[DATA FOR PROCESSING Boundary: Start]

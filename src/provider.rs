// SPDX-License-Identifier: MIT

//! Provider fetch side (§4.3): a shared HTTP client plus the
//! [`ProviderClient`] trait each tracker source implements.

use std::sync::Arc;
use std::time::Duration;

use async_trait::async_trait;

use crate::error::{AuthProviderError, TransientProviderError};
use crate::location::Location;

/// One fetch cycle's outcome for a single provider (§4.3): either a batch
/// of locations, a transient failure (logged and retried next tick), or an
/// authentication failure (fails the owning worker until reconfigured).
#[derive(Debug, Clone)]
pub enum FetchOutcome {
    Locations(Vec<Location>),
    Transient(TransientProviderError),
    Auth(AuthProviderError),
}

/// Implemented once per upstream GPS/OSINT provider kind. `fetch` receives
/// the already-decrypted `provider_config` JSON object from the owning
/// [`crate::config::StreamConfig`]; a provider never reads configuration
/// itself.
#[async_trait]
pub trait ProviderClient: Send + Sync {
    /// The `provider_kind` string this implementation answers to, matched
    /// against `StreamConfig::provider_kind` by whatever constructs the
    /// worker's `Box<dyn ProviderClient>`.
    fn kind(&self) -> &'static str;

    async fn fetch(&self, provider_config: &serde_json::Map<String, serde_json::Value>)
        -> FetchOutcome;
}

/// Connection pool and timeout policy shared by every HTTP-backed
/// provider, built once per process and handed to each provider
/// implementation rather than letting each one build its own client.
#[derive(Clone)]
pub struct HttpSession {
    client: reqwest::Client,
}

impl HttpSession {
    /// Connect timeout 10s, total request timeout 30s, idle pooled
    /// connections capped at 32 per host and recycled after 90s — built
    /// once, reused across every fetch rather than constructed per call.
    pub fn new() -> Result<Self, reqwest::Error> {
        let client = reqwest::Client::builder()
            .connect_timeout(Duration::from_secs(10))
            .timeout(Duration::from_secs(30))
            .pool_max_idle_per_host(32)
            .pool_idle_timeout(Duration::from_secs(90))
            .build()?;
        Ok(Self { client })
    }

    pub fn client(&self) -> &reqwest::Client {
        &self.client
    }
}

impl Default for HttpSession {
    fn default() -> Self {
        Self::new().expect("default reqwest client configuration must build")
    }
}

/// An in-memory provider used by tests and as a usage example: returns a
/// fixed batch of locations (or a fixed failure) every call.
pub struct StaticProvider {
    outcome: Arc<FetchOutcome>,
}

impl StaticProvider {
    pub fn new(outcome: FetchOutcome) -> Self {
        Self {
            outcome: Arc::new(outcome),
        }
    }
}

#[async_trait]
impl ProviderClient for StaticProvider {
    fn kind(&self) -> &'static str {
        "static"
    }

    async fn fetch(
        &self,
        _provider_config: &serde_json::Map<String, serde_json::Value>,
    ) -> FetchOutcome {
        (*self.outcome).clone()
    }
}
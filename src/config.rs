// SPDX-License-Identifier: MIT

//! Configuration input (§3, §6). Everything here is a plain, read-only
//! data structure handed down by the host process; the core never reads a
//! file or an environment variable to produce one (§9 "Global state →
//! explicit dependencies").

use std::collections::HashSet;

use serde::{Deserialize, Serialize};

use crate::encoder::team::{TeamColor, TeamRole};
use crate::error::ConfigurationError;

/// How `effective_cot_type` is resolved for a location (§4.1).
#[derive(Debug, Clone, Copy, PartialEq, Eq, Serialize, Deserialize)]
#[serde(rename_all = "snake_case")]
pub enum CotTypeMode {
    /// Always use `StreamConfig::cot_type_default`.
    Stream,
    /// Prefer a callsign mapping override, then the provider-supplied
    /// type, then the stream default.
    PerPoint,
}

/// What happens to a tracker with no matching callsign mapping (§9 Open
/// Question #2 — both behaviours are exposed, default is pass-through).
#[derive(Debug, Clone, Copy, PartialEq, Eq, Serialize, Deserialize)]
#[serde(rename_all = "snake_case")]
pub enum UnmappedPolicy {
    PassThrough,
    Drop,
}

impl Default for UnmappedPolicy {
    fn default() -> Self {
        UnmappedPolicy::PassThrough
    }
}

/// Transport used by a [`TakServerConfig`].
#[derive(Debug, Clone, Copy, PartialEq, Eq, Serialize, Deserialize)]
#[serde(rename_all = "snake_case")]
pub enum TakProtocol {
    Tcp,
    Tls,
}

/// Queue overflow behaviour for a [`crate::connection::TakConnection`]
/// (§4.2).
#[derive(Debug, Clone, Copy, PartialEq, Eq, Serialize, Deserialize)]
#[serde(rename_all = "snake_case")]
pub enum OverflowPolicy {
    DropOldest,
    DropNewest,
    Block,
}

/// A single tracker override within a stream (§3).
#[derive(Debug, Clone, PartialEq, Serialize, Deserialize)]
pub struct CallsignMapping {
    /// Value matched against the stream's designated identifier field.
    pub identifier_value: String,
    pub assigned_callsign: Option<String>,
    /// Either a literal CoT type string or the sentinel `"team_member"`.
    pub cot_type_override: Option<String>,
    pub team_role: Option<TeamRole>,
    pub team_color: Option<TeamColor>,
    #[serde(default = "default_true")]
    pub enabled: bool,
}

fn default_true() -> bool {
    true
}

impl CallsignMapping {
    /// The sentinel `cot_type_override` value meaning "force the
    /// team-member CoT branch" rather than a literal CoT type string.
    pub const TEAM_MEMBER_SENTINEL: &'static str = "team_member";

    pub fn is_team_member_override(&self) -> bool {
        self.cot_type_override
            .as_deref()
            .map(|v| v == Self::TEAM_MEMBER_SENTINEL)
            .unwrap_or(false)
    }
}

/// Per-pipeline configuration (§3). Read-only to the core; the worker
/// re-reads a new instance of this on `reconfigure` but never mutates one
/// in place.
#[derive(Debug, Clone, PartialEq, Serialize, Deserialize)]
pub struct StreamConfig {
    pub id: i64,
    pub name: String,
    pub provider_kind: String,
    /// Already decrypted by the configuration collaborator; the core
    /// never stores secrets itself.
    pub provider_config: serde_json::Map<String, serde_json::Value>,
    pub poll_interval_seconds: u64,
    pub cot_type_default: String,
    pub cot_stale_seconds: i64,
    pub attached_server_ids: HashSet<i64>,
    pub callsign_mappings: Vec<CallsignMapping>,
    pub cot_type_mode: CotTypeMode,
    /// Which Location field callsign mappings are keyed against, e.g.
    /// `"uid"` or a dotted `additional_data` key.
    #[serde(default = "default_identifier_field")]
    pub identifier_field: String,
    #[serde(default)]
    pub unmapped_policy: UnmappedPolicy,
    pub active: bool,
}

fn default_identifier_field() -> String {
    "uid".to_string()
}

impl StreamConfig {
    /// Validates the invariants from §3 plus the §7 `ConfigurationError`
    /// cases that must fail a worker fast at start.
    pub fn validate(&self, known_server_ids: &HashSet<i64>) -> Result<(), ConfigurationError> {
        if self.poll_interval_seconds < 1 {
            return Err(ConfigurationError::InvalidPollInterval {
                stream_id: self.id,
                value: self.poll_interval_seconds as i64,
            });
        }
        let mut seen = HashSet::new();
        for mapping in &self.callsign_mappings {
            if !seen.insert(mapping.identifier_value.clone()) {
                return Err(ConfigurationError::DuplicateMappingIdentifier {
                    stream_id: self.id,
                    identifier: mapping.identifier_value.clone(),
                });
            }
        }
        for server_id in &self.attached_server_ids {
            if !known_server_ids.contains(server_id) {
                return Err(ConfigurationError::UnknownServer {
                    stream_id: self.id,
                    server_id: *server_id,
                });
            }
        }
        Ok(())
    }

    /// A stream can only run with at least one attached server.
    pub fn is_runnable(&self) -> bool {
        self.active && !self.attached_server_ids.is_empty()
    }
}

/// Per-TAK-server connection configuration (§3).
#[derive(Debug, Clone, Serialize, Deserialize)]
pub struct TakServerConfig {
    pub id: i64,
    pub host: String,
    pub port: u16,
    pub protocol: TakProtocol,
    /// Raw PKCS#12 container bytes for mutual-TLS client identity.
    #[serde(default, with = "opt_base64")]
    pub p12_certificate_bytes: Option<Vec<u8>>,
    pub p12_password: Option<String>,
    #[serde(default = "default_true")]
    pub verify_peer: bool,
    #[serde(default = "default_queue_capacity")]
    pub queue_capacity: usize,
    #[serde(default)]
    pub overflow_policy: OverflowPolicy,
}

impl Default for OverflowPolicy {
    fn default() -> Self {
        OverflowPolicy::DropOldest
    }
}

fn default_queue_capacity() -> usize {
    500
}

/// Base64 (de)serialization for the raw P12 bytes so `StreamConfig`/
/// `TakServerConfig` remain plain JSON-transportable, matching how the
/// configuration collaborator ships decrypted blobs across a process
/// boundary.
mod opt_base64 {
    use serde::{Deserialize, Deserializer, Serializer};

    pub fn serialize<S: Serializer>(v: &Option<Vec<u8>>, s: S) -> Result<S::Ok, S::Error> {
        match v {
            Some(bytes) => s.serialize_str(&base64_encode(bytes)),
            None => s.serialize_none(),
        }
    }

    pub fn deserialize<'de, D: Deserializer<'de>>(d: D) -> Result<Option<Vec<u8>>, D::Error> {
        let raw: Option<String> = Option::deserialize(d)?;
        match raw {
            Some(s) => base64_decode(&s)
                .map(Some)
                .map_err(serde::de::Error::custom),
            None => Ok(None),
        }
    }

    // Minimal base64 codec to avoid pulling in a dedicated crate for a
    // single opaque-blob field.
    const ALPHABET: &[u8] = b"ABCDEFGHIJKLMNOPQRSTUVWXYZabcdefghijklmnopqrstuvwxyz0123456789+/";

    fn base64_encode(data: &[u8]) -> String {
        let mut out = String::with_capacity((data.len() + 2) / 3 * 4);
        for chunk in data.chunks(3) {
            let b = [
                chunk[0],
                *chunk.get(1).unwrap_or(&0),
                *chunk.get(2).unwrap_or(&0),
            ];
            let n = (b[0] as u32) << 16 | (b[1] as u32) << 8 | b[2] as u32;
            out.push(ALPHABET[(n >> 18 & 0x3f) as usize] as char);
            out.push(ALPHABET[(n >> 12 & 0x3f) as usize] as char);
            out.push(if chunk.len() > 1 {
                ALPHABET[(n >> 6 & 0x3f) as usize] as char
            } else {
                '='
            });
            out.push(if chunk.len() > 2 {
                ALPHABET[(n & 0x3f) as usize] as char
            } else {
                '='
            });
        }
        out
    }

    fn base64_decode(s: &str) -> Result<Vec<u8>, String> {
        let s = s.trim_end_matches('=');
        let mut out = Vec::with_capacity(s.len() * 3 / 4);
        let mut buf = 0u32;
        let mut bits = 0u32;
        for c in s.bytes() {
            let v = ALPHABET
                .iter()
                .position(|&x| x == c)
                .ok_or_else(|| "invalid base64 byte".to_string())? as u32;
            buf = (buf << 6) | v;
            bits += 6;
            if bits >= 8 {
                bits -= 8;
                out.push((buf >> bits) as u8);
            }
        }
        Ok(out)
    }

}

/// Runtime tunables for the [`crate::governor::PerformanceGovernor`] (§6).
#[derive(Debug, Clone, Serialize, Deserialize)]
pub struct PerformanceTunables {
    pub batch_size_threshold: usize,
    pub max_concurrent_tasks: usize,
    pub processing_timeout_seconds: f64,
    pub parallel_enabled: bool,
    pub circuit_breaker: CircuitBreakerTunables,
    pub statistics_reset_interval_seconds: u64,
}

impl Default for PerformanceTunables {
    fn default() -> Self {
        Self {
            batch_size_threshold: 10,
            max_concurrent_tasks: 50,
            processing_timeout_seconds: 30.0,
            parallel_enabled: true,
            circuit_breaker: CircuitBreakerTunables::default(),
            statistics_reset_interval_seconds: 0,
        }
    }
}

#[derive(Debug, Clone, Serialize, Deserialize)]
pub struct CircuitBreakerTunables {
    pub enabled: bool,
    pub failure_threshold: u32,
    pub recovery_timeout_seconds: u64,
}

impl Default for CircuitBreakerTunables {
    fn default() -> Self {
        Self {
            enabled: true,
            failure_threshold: 3,
            recovery_timeout_seconds: 60,
        }
    }
}

#[cfg(test)]
mod tests {
    use super::*;

    fn server_config() -> TakServerConfig {
        TakServerConfig {
            id: 1,
            host: "tak.example.com".into(),
            port: 8089,
            protocol: TakProtocol::Tls,
            p12_certificate_bytes: None,
            p12_password: None,
            verify_peer: true,
            queue_capacity: 500,
            overflow_policy: OverflowPolicy::DropOldest,
        }
    }

    fn stream_config() -> StreamConfig {
        StreamConfig {
            id: 1,
            name: "demo".into(),
            provider_kind: "garmin".into(),
            provider_config: serde_json::Map::new(),
            poll_interval_seconds: 30,
            cot_type_default: "a-f-G-F-U".into(),
            cot_stale_seconds: 120,
            attached_server_ids: [1].into_iter().collect(),
            callsign_mappings: vec![],
            cot_type_mode: CotTypeMode::Stream,
            identifier_field: "uid".into(),
            unmapped_policy: UnmappedPolicy::PassThrough,
            active: true,
        }
    }

    #[test]
    fn validates_known_servers() {
        let known = [1].into_iter().collect();
        assert!(stream_config().validate(&known).is_ok());
    }

    #[test]
    fn rejects_unknown_server() {
        let known = HashSet::new();
        assert!(matches!(
            stream_config().validate(&known),
            Err(ConfigurationError::UnknownServer { .. })
        ));
    }

    #[test]
    fn rejects_zero_poll_interval() {
        let mut cfg = stream_config();
        cfg.poll_interval_seconds = 0;
        let known = [1].into_iter().collect();
        assert!(matches!(
            cfg.validate(&known),
            Err(ConfigurationError::InvalidPollInterval { .. })
        ));
    }

    #[test]
    fn rejects_duplicate_mapping_identifier() {
        let mut cfg = stream_config();
        cfg.callsign_mappings = vec![
            CallsignMapping {
                identifier_value: "A".into(),
                assigned_callsign: None,
                cot_type_override: None,
                team_role: None,
                team_color: None,
                enabled: true,
            },
            CallsignMapping {
                identifier_value: "A".into(),
                assigned_callsign: None,
                cot_type_override: None,
                team_role: None,
                team_color: None,
                enabled: true,
            },
        ];
        let known = [1].into_iter().collect();
        assert!(matches!(
            cfg.validate(&known),
            Err(ConfigurationError::DuplicateMappingIdentifier { .. })
        ));
    }

    #[test]
    fn is_runnable_requires_active_and_servers() {
        let mut cfg = stream_config();
        assert!(cfg.is_runnable());
        cfg.active = false;
        assert!(!cfg.is_runnable());
        cfg.active = true;
        cfg.attached_server_ids.clear();
        assert!(!cfg.is_runnable());
    }

    #[test]
    fn team_member_sentinel_is_recognised() {
        let mapping = CallsignMapping {
            identifier_value: "A".into(),
            assigned_callsign: None,
            cot_type_override: Some("team_member".into()),
            team_role: None,
            team_color: None,
            enabled: true,
        };
        assert!(mapping.is_team_member_override());
    }

    #[test]
    fn server_config_defaults_are_sane() {
        let cfg = server_config();
        assert_eq!(cfg.queue_capacity, 500);
    }
}
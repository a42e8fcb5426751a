// SPDX-License-Identifier: MIT

//! Error taxonomy for the streaming and distribution core.
//!
//! Each kind is kept distinct per the propagation order in the design: a
//! [`ValidationError`] is always recovered locally, a [`ConnectionError`]
//! always triggers reconnect rather than stopping a worker, and so on.
//! Nothing is collapsed into a generic "it failed" variant.

use thiserror::Error;

/// Malformed location or custom attribute input. Recovered locally by the
/// encoder: the offending item is skipped and logged, the batch continues.
#[derive(Debug, Clone, Error, PartialEq, Eq)]
pub enum ValidationError {
    #[error("location {uid:?} is missing a required field: {field}")]
    MissingField { uid: String, field: &'static str },
    #[error("location {uid:?} has out-of-range {field}: {value}")]
    OutOfRange {
        uid: String,
        field: &'static str,
        value: String,
    },
    #[error("invalid CoT type string: {0:?}")]
    InvalidCotType(String),
    #[error("custom attribute name {0:?} does not match the allowed name pattern")]
    InvalidAttributeName(String),
    #[error("custom attribute would override protected name {0:?}")]
    ProtectedNameOverride(String),
}

/// Network/DNS/5xx/parse failure talking to a provider. Not fatal: recorded
/// and surfaced on the next tick.
#[derive(Debug, Clone, Error)]
#[error("transient provider error: {0}")]
pub struct TransientProviderError(pub String);

/// 401/403 from a provider. Marks the owning worker `Failed`; requires a
/// reconfigure to clear.
#[derive(Debug, Clone, Error)]
#[error("provider authentication error: {0}")]
pub struct AuthProviderError(pub String);

/// Dial/TLS handshake/write failure on a TAK connection. Triggers the
/// reconnect backoff loop; never stops the owning workers.
#[derive(Debug, Clone, Error)]
pub enum ConnectionError {
    #[error("dial failed: {0}")]
    Dial(String),
    #[error("TLS handshake failed: {0}")]
    Tls(String),
    #[error("write failed: {0}")]
    Write(String),
    #[error("peer closed the connection")]
    PeerClosed,
}

/// Inconsistent configuration, e.g. a stream targeting an unknown server.
/// The affected worker fails fast at start; other workers are unaffected.
#[derive(Debug, Clone, Error, PartialEq, Eq)]
pub enum ConfigurationError {
    #[error("stream {stream_id} targets unknown server {server_id}")]
    UnknownServer { stream_id: i64, server_id: i64 },
    #[error("stream {stream_id} has duplicate callsign mapping identifier {identifier:?}")]
    DuplicateMappingIdentifier { stream_id: i64, identifier: String },
    #[error("stream {stream_id} has invalid poll_interval_seconds: {value}")]
    InvalidPollInterval { stream_id: i64, value: i64 },
    #[error("unknown enumeration value for {field}: {value:?}")]
    UnknownEnumValue { field: &'static str, value: String },
}

/// Propagates through suspension points (sleep, fetch, encode join, enqueue)
/// to a clean stop. Never logged as an error; it is the normal shutdown
/// path.
#[derive(Debug, Clone, Error)]
#[error("operation cancelled")]
pub struct CancelledError;

/// Aggregate error type for call sites that must return a single error
/// type (the public `StreamManager`/`CoTService` APIs). Internal
/// components keep using the named kinds above and convert at the
/// boundary.
#[derive(Debug, Clone, Error)]
pub enum TrakBridgeError {
    #[error(transparent)]
    Validation(#[from] ValidationError),
    #[error(transparent)]
    TransientProvider(#[from] TransientProviderError),
    #[error(transparent)]
    AuthProvider(#[from] AuthProviderError),
    #[error(transparent)]
    Connection(#[from] ConnectionError),
    #[error(transparent)]
    Configuration(#[from] ConfigurationError),
    #[error(transparent)]
    Cancelled(#[from] CancelledError),
}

[DATA FOR PROCESSING Boundary: End]

From the entries above, list each line with "TeamColor" in it.

RESULT FOR THIS TASK:
use crate::encoder::team::{TeamColor, TeamRole};
    pub team_color: Option<TeamColor>,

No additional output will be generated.